Task item:
When you reach the line containing "filename src/error.rs" in the entries below, begin reproducing lines exactly, and stop once the line containing "pub enum Error" is done.

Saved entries
+ + +
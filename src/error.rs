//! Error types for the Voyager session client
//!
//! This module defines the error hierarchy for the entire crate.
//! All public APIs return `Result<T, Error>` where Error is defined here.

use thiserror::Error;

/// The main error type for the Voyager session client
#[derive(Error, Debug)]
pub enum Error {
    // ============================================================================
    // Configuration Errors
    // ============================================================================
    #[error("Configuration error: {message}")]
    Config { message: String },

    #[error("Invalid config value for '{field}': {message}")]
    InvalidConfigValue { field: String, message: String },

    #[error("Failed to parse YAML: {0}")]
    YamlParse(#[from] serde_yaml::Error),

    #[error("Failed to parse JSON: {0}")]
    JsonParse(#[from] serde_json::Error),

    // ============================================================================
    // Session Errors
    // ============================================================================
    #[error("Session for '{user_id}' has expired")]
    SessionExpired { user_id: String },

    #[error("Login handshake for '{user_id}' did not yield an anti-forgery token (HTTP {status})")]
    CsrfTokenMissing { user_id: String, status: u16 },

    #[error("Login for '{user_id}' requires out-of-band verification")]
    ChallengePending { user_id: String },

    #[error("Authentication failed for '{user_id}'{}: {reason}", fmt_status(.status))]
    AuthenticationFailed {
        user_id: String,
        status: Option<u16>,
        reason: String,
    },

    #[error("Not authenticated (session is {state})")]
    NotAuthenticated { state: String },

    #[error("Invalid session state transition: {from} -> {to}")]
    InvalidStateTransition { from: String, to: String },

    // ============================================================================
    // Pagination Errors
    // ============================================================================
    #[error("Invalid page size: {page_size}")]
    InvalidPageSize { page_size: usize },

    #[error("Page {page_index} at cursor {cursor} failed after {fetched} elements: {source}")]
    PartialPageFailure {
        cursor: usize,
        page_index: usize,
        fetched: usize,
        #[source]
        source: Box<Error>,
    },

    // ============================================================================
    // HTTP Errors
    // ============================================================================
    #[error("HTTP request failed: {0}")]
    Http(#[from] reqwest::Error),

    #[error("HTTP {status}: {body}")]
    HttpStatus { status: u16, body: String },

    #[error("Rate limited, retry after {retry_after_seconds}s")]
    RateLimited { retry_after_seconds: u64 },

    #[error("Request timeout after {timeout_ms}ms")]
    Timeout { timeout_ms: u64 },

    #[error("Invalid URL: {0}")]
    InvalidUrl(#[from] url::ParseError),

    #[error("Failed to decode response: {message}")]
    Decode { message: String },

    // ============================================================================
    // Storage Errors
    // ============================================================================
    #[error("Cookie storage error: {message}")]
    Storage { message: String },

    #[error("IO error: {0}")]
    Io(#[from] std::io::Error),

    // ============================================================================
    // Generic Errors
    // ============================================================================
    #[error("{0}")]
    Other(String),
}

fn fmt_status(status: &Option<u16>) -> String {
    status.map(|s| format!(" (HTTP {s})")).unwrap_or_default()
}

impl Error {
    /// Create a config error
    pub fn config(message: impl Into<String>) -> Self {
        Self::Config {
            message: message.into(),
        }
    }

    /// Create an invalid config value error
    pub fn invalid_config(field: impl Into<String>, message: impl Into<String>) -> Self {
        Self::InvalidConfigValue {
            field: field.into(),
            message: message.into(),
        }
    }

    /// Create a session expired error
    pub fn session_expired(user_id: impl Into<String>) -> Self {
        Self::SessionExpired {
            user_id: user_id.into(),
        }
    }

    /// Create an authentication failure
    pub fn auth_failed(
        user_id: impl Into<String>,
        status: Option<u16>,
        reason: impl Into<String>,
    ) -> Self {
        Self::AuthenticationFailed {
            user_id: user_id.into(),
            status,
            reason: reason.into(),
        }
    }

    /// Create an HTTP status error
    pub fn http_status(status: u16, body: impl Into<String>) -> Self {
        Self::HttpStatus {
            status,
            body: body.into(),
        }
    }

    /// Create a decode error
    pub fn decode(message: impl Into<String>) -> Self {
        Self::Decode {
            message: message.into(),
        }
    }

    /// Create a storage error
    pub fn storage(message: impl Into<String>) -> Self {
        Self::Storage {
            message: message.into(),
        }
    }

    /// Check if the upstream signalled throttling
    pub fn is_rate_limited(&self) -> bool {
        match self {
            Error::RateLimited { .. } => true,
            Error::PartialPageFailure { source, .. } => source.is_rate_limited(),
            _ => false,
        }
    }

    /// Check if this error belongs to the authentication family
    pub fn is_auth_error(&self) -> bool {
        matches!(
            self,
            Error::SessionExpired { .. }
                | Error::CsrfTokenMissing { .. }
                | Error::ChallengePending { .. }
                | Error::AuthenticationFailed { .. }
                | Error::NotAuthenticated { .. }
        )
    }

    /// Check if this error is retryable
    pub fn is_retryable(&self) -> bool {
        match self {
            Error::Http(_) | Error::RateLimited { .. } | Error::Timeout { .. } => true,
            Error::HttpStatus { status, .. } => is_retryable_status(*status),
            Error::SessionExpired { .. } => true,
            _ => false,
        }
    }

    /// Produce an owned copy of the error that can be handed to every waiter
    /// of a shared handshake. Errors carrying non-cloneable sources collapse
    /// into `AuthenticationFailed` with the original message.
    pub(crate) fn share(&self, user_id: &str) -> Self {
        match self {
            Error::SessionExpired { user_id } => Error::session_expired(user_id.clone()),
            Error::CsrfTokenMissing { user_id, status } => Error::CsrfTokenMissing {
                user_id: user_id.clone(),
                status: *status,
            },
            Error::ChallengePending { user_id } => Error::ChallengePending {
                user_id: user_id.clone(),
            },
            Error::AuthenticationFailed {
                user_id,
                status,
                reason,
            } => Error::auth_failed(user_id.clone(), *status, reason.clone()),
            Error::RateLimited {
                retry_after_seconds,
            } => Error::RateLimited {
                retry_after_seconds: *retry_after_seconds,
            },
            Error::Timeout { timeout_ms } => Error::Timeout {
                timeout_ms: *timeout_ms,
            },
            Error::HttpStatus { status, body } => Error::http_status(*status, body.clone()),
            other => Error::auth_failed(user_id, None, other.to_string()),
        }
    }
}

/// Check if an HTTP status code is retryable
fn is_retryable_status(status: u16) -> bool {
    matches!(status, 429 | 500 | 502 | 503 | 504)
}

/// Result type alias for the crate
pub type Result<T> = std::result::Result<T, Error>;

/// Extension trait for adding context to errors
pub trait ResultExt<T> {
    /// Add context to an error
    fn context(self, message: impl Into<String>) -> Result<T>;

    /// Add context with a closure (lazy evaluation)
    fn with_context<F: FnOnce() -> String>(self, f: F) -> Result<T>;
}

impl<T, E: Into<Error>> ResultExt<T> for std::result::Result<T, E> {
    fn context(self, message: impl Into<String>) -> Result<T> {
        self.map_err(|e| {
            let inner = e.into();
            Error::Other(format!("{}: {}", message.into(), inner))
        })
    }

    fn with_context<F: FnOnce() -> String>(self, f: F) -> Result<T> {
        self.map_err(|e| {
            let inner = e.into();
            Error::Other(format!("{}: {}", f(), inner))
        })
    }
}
+ + +
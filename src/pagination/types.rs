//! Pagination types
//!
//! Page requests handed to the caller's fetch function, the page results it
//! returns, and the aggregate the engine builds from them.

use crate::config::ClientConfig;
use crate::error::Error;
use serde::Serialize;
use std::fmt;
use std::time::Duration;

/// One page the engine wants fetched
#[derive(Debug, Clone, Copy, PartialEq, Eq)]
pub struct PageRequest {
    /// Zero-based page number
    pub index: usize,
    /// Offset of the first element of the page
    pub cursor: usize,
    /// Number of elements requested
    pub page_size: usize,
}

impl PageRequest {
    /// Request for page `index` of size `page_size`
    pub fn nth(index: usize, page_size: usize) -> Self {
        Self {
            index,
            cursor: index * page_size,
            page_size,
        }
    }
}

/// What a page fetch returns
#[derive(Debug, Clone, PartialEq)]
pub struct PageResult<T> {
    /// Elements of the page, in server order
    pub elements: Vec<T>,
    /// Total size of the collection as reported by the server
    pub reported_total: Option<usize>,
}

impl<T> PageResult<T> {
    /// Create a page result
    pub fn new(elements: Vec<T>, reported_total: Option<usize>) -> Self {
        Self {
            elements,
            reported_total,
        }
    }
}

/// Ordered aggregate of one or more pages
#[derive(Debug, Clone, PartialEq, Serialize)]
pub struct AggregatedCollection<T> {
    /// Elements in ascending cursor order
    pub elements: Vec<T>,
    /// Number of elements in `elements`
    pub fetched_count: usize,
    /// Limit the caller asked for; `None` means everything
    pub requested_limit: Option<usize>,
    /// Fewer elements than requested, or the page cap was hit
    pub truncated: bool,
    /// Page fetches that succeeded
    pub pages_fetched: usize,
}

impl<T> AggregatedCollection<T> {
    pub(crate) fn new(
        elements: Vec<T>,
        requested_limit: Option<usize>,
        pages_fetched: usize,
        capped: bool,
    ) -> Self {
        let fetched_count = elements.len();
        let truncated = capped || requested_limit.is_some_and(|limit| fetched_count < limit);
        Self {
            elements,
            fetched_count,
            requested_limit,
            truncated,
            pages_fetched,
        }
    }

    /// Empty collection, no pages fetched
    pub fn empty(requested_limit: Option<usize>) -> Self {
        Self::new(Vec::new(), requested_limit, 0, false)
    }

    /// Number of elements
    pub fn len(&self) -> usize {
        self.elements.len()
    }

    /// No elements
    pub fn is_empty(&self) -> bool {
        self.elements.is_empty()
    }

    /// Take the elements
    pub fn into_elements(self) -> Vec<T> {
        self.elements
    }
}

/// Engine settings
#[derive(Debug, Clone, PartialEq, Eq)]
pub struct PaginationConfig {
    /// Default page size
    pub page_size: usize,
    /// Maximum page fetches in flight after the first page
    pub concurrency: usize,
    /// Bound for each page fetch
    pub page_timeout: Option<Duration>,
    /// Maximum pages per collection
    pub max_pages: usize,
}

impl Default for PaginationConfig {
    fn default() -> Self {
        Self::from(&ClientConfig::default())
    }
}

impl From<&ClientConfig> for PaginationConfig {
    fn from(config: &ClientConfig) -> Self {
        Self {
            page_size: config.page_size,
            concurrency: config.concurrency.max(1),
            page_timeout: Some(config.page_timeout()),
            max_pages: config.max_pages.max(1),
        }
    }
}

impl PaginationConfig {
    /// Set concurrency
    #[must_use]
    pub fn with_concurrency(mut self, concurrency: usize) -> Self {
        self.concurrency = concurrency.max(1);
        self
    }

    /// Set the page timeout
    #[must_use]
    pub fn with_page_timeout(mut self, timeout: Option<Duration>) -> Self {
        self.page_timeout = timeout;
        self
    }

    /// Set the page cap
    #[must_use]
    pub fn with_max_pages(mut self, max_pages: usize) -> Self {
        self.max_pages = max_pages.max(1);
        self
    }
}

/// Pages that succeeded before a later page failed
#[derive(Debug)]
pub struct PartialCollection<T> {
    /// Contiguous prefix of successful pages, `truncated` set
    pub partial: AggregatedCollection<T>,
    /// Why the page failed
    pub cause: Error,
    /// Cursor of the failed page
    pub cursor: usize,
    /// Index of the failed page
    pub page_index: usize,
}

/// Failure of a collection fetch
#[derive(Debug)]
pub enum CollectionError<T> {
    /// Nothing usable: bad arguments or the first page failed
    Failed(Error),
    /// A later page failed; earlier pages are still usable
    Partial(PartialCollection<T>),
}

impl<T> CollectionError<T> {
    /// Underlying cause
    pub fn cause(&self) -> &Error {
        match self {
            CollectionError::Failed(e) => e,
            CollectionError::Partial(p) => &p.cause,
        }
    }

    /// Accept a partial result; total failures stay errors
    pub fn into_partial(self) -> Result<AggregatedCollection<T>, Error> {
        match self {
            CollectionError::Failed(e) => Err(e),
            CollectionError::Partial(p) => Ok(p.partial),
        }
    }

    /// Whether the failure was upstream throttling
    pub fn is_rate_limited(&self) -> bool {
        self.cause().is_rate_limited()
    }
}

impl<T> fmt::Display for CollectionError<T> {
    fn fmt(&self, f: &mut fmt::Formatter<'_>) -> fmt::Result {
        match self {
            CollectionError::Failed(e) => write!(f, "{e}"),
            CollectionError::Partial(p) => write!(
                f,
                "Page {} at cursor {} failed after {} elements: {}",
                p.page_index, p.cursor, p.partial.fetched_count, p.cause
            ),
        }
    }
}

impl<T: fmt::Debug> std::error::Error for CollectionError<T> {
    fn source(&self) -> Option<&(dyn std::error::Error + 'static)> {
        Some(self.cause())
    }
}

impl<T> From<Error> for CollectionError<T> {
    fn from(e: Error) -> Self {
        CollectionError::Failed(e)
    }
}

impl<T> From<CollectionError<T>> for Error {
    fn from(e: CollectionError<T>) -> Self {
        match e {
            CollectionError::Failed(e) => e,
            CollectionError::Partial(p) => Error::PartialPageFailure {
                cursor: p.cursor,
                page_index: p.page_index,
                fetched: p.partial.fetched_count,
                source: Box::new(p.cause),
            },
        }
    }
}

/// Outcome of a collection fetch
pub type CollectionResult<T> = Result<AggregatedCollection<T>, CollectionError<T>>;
+ + +
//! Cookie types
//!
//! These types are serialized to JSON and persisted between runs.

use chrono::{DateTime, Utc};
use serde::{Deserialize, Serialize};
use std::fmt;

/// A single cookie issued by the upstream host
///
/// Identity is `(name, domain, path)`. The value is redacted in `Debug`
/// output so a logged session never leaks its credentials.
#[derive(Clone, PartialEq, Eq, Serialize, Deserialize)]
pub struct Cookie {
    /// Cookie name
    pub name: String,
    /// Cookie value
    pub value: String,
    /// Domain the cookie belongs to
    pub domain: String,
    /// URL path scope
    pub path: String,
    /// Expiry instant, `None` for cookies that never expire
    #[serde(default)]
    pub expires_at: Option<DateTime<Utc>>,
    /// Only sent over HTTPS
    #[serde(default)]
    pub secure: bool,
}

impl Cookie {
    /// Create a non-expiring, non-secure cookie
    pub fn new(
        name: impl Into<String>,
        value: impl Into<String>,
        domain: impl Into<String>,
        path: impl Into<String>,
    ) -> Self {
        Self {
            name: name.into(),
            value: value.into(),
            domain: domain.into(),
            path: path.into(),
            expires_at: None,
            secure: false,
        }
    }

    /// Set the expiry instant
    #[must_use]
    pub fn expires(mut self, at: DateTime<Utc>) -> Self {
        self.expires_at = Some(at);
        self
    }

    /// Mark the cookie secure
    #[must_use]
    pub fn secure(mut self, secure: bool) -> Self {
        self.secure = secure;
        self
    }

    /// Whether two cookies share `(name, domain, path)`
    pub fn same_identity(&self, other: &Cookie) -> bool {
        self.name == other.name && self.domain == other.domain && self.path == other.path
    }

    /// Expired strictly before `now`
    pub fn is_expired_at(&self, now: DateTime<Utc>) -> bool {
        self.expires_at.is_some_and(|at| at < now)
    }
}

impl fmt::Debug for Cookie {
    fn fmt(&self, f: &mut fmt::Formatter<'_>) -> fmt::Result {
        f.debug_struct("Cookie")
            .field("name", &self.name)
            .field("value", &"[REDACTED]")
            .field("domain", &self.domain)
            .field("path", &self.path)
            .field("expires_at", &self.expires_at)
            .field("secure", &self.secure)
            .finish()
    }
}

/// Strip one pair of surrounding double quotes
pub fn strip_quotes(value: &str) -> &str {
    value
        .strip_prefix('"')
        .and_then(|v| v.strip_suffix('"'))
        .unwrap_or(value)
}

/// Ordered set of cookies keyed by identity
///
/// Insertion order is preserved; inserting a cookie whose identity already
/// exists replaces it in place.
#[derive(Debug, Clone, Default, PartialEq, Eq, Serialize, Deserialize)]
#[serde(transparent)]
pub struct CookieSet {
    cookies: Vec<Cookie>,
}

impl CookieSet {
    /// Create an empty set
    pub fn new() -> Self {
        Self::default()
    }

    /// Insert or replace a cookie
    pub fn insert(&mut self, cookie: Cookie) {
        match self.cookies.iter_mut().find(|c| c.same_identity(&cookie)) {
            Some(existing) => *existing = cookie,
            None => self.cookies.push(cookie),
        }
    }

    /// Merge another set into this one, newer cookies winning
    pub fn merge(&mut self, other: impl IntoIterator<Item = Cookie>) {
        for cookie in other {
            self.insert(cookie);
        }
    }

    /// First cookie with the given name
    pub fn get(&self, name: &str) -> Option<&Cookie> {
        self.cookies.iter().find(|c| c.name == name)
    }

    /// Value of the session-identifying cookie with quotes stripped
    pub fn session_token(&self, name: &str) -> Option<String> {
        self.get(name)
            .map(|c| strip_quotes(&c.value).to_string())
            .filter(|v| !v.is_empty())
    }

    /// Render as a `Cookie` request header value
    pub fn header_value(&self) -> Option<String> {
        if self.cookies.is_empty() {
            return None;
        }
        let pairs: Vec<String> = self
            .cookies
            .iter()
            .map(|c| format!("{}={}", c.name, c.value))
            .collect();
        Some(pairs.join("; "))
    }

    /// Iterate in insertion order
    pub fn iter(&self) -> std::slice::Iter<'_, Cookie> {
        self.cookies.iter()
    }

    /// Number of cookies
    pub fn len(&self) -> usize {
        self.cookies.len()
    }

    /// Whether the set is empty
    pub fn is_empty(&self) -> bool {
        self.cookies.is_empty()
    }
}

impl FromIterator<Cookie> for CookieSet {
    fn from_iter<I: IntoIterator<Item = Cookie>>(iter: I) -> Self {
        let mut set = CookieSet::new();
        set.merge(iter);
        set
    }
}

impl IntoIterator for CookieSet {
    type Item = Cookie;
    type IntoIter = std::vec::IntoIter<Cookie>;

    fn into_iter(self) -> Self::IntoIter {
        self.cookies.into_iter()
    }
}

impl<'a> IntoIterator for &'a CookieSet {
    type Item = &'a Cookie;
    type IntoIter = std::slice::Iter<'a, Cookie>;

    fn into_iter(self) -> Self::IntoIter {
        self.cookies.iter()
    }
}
+ + +
Solution:
filename src/error.rs
//! Error types for the Voyager session client
//!
//! This module defines the error hierarchy for the entire crate.
//! All public APIs return `Result<T, Error>` where Error is defined here.

use thiserror::Error;

/// The main error type for the Voyager session client
#[derive(Error, Debug)]
pub enum Error {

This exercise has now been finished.